Hemos llegado, a pesar de todo, este año, a rizar el rizo con este asunto: ahora la serpiente de verano es el verano mismo. El incremento de temperaturas producido a raíz del cambio climático nos ha hecho ir un poco más allá del habitual charloteo sobre el tiempo que hace: cuando llueve, porque llueve, y cuando no, porque no. La manifestación de lo que parece un recalentamiento del planeta ha venido de la mano de cierto temor por una posible crisis energética en Europa y unos efectos colaterales de la guerra de Ucrania que pueden poner en peligro el estado del bienestar (que tanto parecen menospreciar los putineros hasta que les tocan la faltriquera). El verano, en tanto que serpiente de verano, se muestra, sin embargo, por boca de Emmanuel Macron y su “la abundancia se ha acabado”; hombre, es demasiado pronto aún para enseñar las cartas del juego del sistema y hacia donde apunta la partida.
Llegamos aquí a un punto que va más allá de la frivolidad paranoticiosa, que es la lógica de dominación del sistema neocapitalista, que pugna por ser autoimpuesta, por voluntad propia, a medida y mansamente, mediante la gran digitalización. El largo y cálido verano del 2022 ha venido después de la pandemia, con lo cual la ciudadanía ya ha demostrado de sobras su capacidad de espíritu dócil y manso: entonces ya se vio que lo que preocupaba eran las existencias de papel higiénico y ahora, la disponibilidad de cubitos de hielo para el refresco; repetición de la jugada.

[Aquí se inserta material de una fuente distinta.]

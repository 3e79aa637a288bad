// Backend failure diagnostics
//
// Classifies backend error messages by substring. A matched marker means the
// failure depends on the (client, auth, format) combination and another
// attempt may succeed; anything else (malformed URL, removed video, missing
// tool) aborts the whole search.


/// Known failure markers that make an attempt retryable
#[derive(Debug, Clone, Copy, PartialEq, Eq)]
pub enum FailureMarker {
    /// Requested format selector matched nothing
    FormatUnavailable,

    /// Only storyboard images were offered for this client
    ImageOnlyStream,

    /// Anti-bot or signature challenge could not be solved
    AntiBotChallenge,

    /// DRM-protected formats for this client
    DrmProtected,

    /// Extractor returned an empty format list
    NoFormatsFound,

    /// Stream request answered with HTTP 403
    Http403Forbidden,

    /// Browser cookie store could not be read or was rejected
    CookieFailure,
}

impl FailureMarker {
    /// Markers in classification order
    pub const ALL: [FailureMarker; 7] = [
        Self::FormatUnavailable,
        Self::ImageOnlyStream,
        Self::AntiBotChallenge,
        Self::DrmProtected,
        Self::NoFormatsFound,
        Self::Http403Forbidden,
        Self::CookieFailure,
    ];

    /// Lowercase substrings that identify this marker
    pub fn patterns(&self) -> &'static [&'static str] {
        match self {
            Self::FormatUnavailable => &["requested format is not available", "format is not available"],
            Self::ImageOnlyStream => &["only images are available"],
            Self::AntiBotChallenge => &[
                "confirm you're not a bot",
                "confirm you\u{2019}re not a bot",
                "challenge solving failed",
                "n challenge",
                "signature extraction failed",
            ],
            Self::DrmProtected => &["drm protected", "drm-protected", "widevine"],
            Self::NoFormatsFound => &["no video formats found", "no formats found"],
            Self::Http403Forbidden => &["http error 403", "403: forbidden", "403 forbidden"],
            Self::CookieFailure => &["cookie"],
        }
    }

    pub fn description(&self) -> &'static str {
        match self {
            Self::FormatUnavailable => "requested format not available",
            Self::ImageOnlyStream => "only image streams available",
            Self::AntiBotChallenge => "anti-bot challenge failed",
            Self::DrmProtected => "DRM-protected formats",
            Self::NoFormatsFound => "no formats found",
            Self::Http403Forbidden => "HTTP 403 Forbidden",
            Self::CookieFailure => "cookie import failed",
        }
    }
}

/// First retryable marker found in a backend error message
pub fn classify_failure(message: &str) -> Option<FailureMarker> {
    let lower = message.to_lowercase();
    FailureMarker::ALL
        .into_iter()
        .find(|marker| marker.patterns().iter().any(|p| lower.contains(p)))
}

#[cfg(test)]
mod tests {
    use super::*;

    #[test]
    fn test_format_unavailable_detection() {
        let error = "ERROR: [youtube] abc: Requested format is not available. Use --list-formats";
        assert_eq!(classify_failure(error), Some(FailureMarker::FormatUnavailable));
    }

    #[test]
    fn test_image_only_detection() {
        let error = "WARNING: Only images are available for download. use --list-formats to see them";
        assert_eq!(classify_failure(error), Some(FailureMarker::ImageOnlyStream));
    }

    #[test]
    fn test_bot_challenge_detection() {
        let error = "ERROR: [youtube] abc: Sign in to confirm you\u{2019}re not a bot";
        assert_eq!(classify_failure(error), Some(FailureMarker::AntiBotChallenge));
    }

    #[test]
    fn test_403_detection() {
        let error = "ERROR: unable to download video data: HTTP Error 403: Forbidden";
        assert_eq!(classify_failure(error), Some(FailureMarker::Http403Forbidden));
    }

    #[test]
    fn test_drm_detection() {
        assert_eq!(
            classify_failure("ERROR: This video is DRM protected"),
            Some(FailureMarker::DrmProtected)
        );
    }

    #[test]
    fn test_no_formats_detection() {
        assert_eq!(
            classify_failure("ERROR: No video formats found!"),
            Some(FailureMarker::NoFormatsFound)
        );
    }

    #[test]
    fn test_cookie_detection() {
        let error = "ERROR: Could not copy Chrome cookie database. See issue #7271";
        assert_eq!(classify_failure(error), Some(FailureMarker::CookieFailure));
    }

    #[test]
    fn test_unknown_errors_are_fatal() {
        assert_eq!(classify_failure("ERROR: Unsupported URL: https://example.com/"), None);
        assert_eq!(classify_failure("ERROR: [youtube] abc: Video unavailable"), None);
        assert_eq!(classify_failure("ERROR: Interrupted by user"), None);
        assert_eq!(classify_failure(""), None);
    }
}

La serpiente de verano, pues, cambia de piel. Pasa de ser un recurso y un entretenimiento, para convertirse en un banco de pruebas: de pruebas de resistencia de materiales. De hasta qué punto los ciudadanos están dispuestos a cambiar libertad por seguridad, autonomía por comodidad.

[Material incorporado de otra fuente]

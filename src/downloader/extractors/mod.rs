// Extraction backends
//
// - yt-dlp: native binary or `python -m yt_dlp` (YTDLP_PYTHON)
// - ffprobe: height probe for artifacts whose metadata lacks one

mod probe;
mod ytdlp;

pub use probe::FfprobeProbe;
pub use ytdlp::{YtDlpBackend, YtDlpCommand, YtDlpConfig};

¿Exagero o soy un tremendista conspiranoico? Qué va, solamente indico qué es lo que se espera de la información en la sociedad compleja cuando empiecen a caer chuzos de punta civilizacionales. La lectura de El miedo a la libertad, de Erich Fromm, es obligada, sobre todo, para no confundir lo que se anuncia con una manía conspiranoica: se le llama lógica del sistema de dominación. Y en medio de la complejidad hay que conseguir que sean los mismos súbditos quienes reclamen disciplina: en nombre de la necesaria salvación del planeta de la que todos somos responsables, como es evidente, y antes lo era la liberación del proletariado o la razón de estado.
Por si no se ha entendido lo diré en palabras de Antoni Puigverd: “El tremendismo climático es una reacción sentimental. Nos estamos convirtiendo (…) en una sociedad medievalizante, fatalista. La angustia y la parálisis nos dominan. El alarmismo contribuye a intensificar la labilidad psicológica colectiva. Las sociedades asustadizas y emotivas son muy manipulables. Los flautistas de Camelina triunfan en ellas fácilmente”.